§ Exercise: The expected answer is every line of the material, reproduced exactly.

§ Dataset:
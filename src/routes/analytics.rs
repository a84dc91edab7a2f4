use actix_web::{HttpRequest, HttpResponse, Result as ActixResult, middleware, web};
use once_cell::sync::Lazy;

use crate::middlewares;
use crate::models::analytics::AnalyticsQuery;
use crate::models::users::entities::UserRole;
use crate::services::AnalyticsService;

static ANALYTICS_SERVICE: Lazy<AnalyticsService> = Lazy::new(AnalyticsService::new_lazy);

pub async fn overview(
    req: HttpRequest,
    query: web::Query<AnalyticsQuery>,
) -> ActixResult<HttpResponse> {
    ANALYTICS_SERVICE.overview(&req, query.into_inner()).await
}

// 配置路由
pub fn configure_analytics_routes(cfg: &mut web::ServiceConfig) {
    cfg.service(
        web::scope("/api/analytics")
            .wrap(middleware::Compress::default())
            .wrap(middlewares::RequireJWT)
            .service(
                web::scope("")
                    .wrap(middlewares::RequireRole::new_any(UserRole::admin_roles()))
                    .route("/overview", web::get().to(overview)),
            ),
    );
}
pub mod analytics;
pub mod assignments;
pub mod attendance;
pub mod classes;
pub(crate) mod common;
pub mod enrollments;
pub mod imports;
pub mod payments;
pub mod posts;
pub mod schedules;
pub mod sessions;
pub mod students;
pub mod system;
pub mod teachers;
pub mod users;

pub use analytics::AnalyticsService;
pub use assignments::AssignmentService;
pub use attendance::AttendanceService;
pub use classes::ClassService;
pub use enrollments::EnrollmentService;
pub use payments::PaymentService;
pub use posts::PostService;
pub use schedules::ScheduleService;
pub use sessions::SessionService;
pub use students::StudentService;
pub use system::SystemService;
pub use teachers::TeacherService;
pub use users::UserService;
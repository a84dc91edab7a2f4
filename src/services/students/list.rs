use actix_web::{HttpRequest, HttpResponse, Result as ActixResult};

use super::StudentService;
use crate::models::{ApiResponse, ErrorCode, students::requests::StudentListQuery};
use crate::services::common::storage_error_response;

pub async fn list_students(
    service: &StudentService,
    request: &HttpRequest,
    query: StudentListQuery,
) -> ActixResult<HttpResponse> {
    let storage = service.get_storage(request);

    match storage.list_students_with_pagination(query).await {
        Ok(response) => Ok(HttpResponse::Ok().json(ApiResponse::success(
            response,
            "Student list retrieved successfully",
        ))),
        Err(e) => Ok(storage_error_response(
            &e,
            ErrorCode::Conflict,
            "Failed to list students",
        )),
    }
}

§ Answer box:
filename src/routes/analytics.rs
repository a84dc91edab7a2f4
use actix_web::{HttpRequest, HttpResponse, Result as ActixResult, middleware, web};
use once_cell::sync::Lazy;

use crate::middlewares;
use crate::models::analytics::AnalyticsQuery;
use crate::models::users::entities::UserRole;
use crate::services::AnalyticsService;

static ANALYTICS_SERVICE: Lazy<AnalyticsService> = Lazy::new(AnalyticsService::new_lazy);

pub async fn overview(
    req: HttpRequest,
    query: web::Query<AnalyticsQuery>,
) -> ActixResult<HttpResponse> {
    ANALYTICS_SERVICE.overview(&req, query.into_inner()).await
}

// 配置路由
pub fn configure_analytics_routes(cfg: &mut web::ServiceConfig) {
    cfg.service(
        web::scope("/api/analytics")
            .wrap(middleware::Compress::default())
            .wrap(middlewares::RequireJWT)
            .service(
                web::scope("")
                    .wrap(middlewares::RequireRole::new_any(UserRole::admin_roles()))
                    .route("/overview", web::get().to(overview)),
            ),
    );
}
pub mod analytics;
pub mod assignments;
pub mod attendance;
pub mod classes;
pub(crate) mod common;
pub mod enrollments;
pub mod imports;
pub mod payments;
pub mod posts;
pub mod schedules;
pub mod sessions;
pub mod students;
pub mod system;
pub mod teachers;
pub mod users;

pub use analytics::AnalyticsService;
pub use assignments::AssignmentService;
pub use attendance::AttendanceService;
pub use classes::ClassService;
pub use enrollments::EnrollmentService;
pub use payments::PaymentService;
pub use posts::PostService;
pub use schedules::ScheduleService;
pub use sessions::SessionService;
pub use students::StudentService;
pub use system::SystemService;
pub use teachers::TeacherService;
pub use users::UserService;
repository a84dc91edab7a2f4
filename src/services/students/list.rs
use actix_web::{HttpRequest, HttpResponse, Result as ActixResult};

use super::StudentService;
use crate::models::{ApiResponse, ErrorCode, students::requests::StudentListQuery};
use crate::services::common::storage_error_response;

pub async fn list_students(
    service: &StudentService,
    request: &HttpRequest,
    query: StudentListQuery,
) -> ActixResult<HttpResponse> {
    let storage = service.get_storage(request);

    match storage.list_students_with_pagination(query).await {
        Ok(response) => Ok(HttpResponse::Ok().json(ApiResponse::success(
            response,
            "Student list retrieved successfully",
        ))),
        Err(e) => Ok(storage_error_response(
            &e,
            ErrorCode::Conflict,
            "Failed to list students",
        )),
    }
}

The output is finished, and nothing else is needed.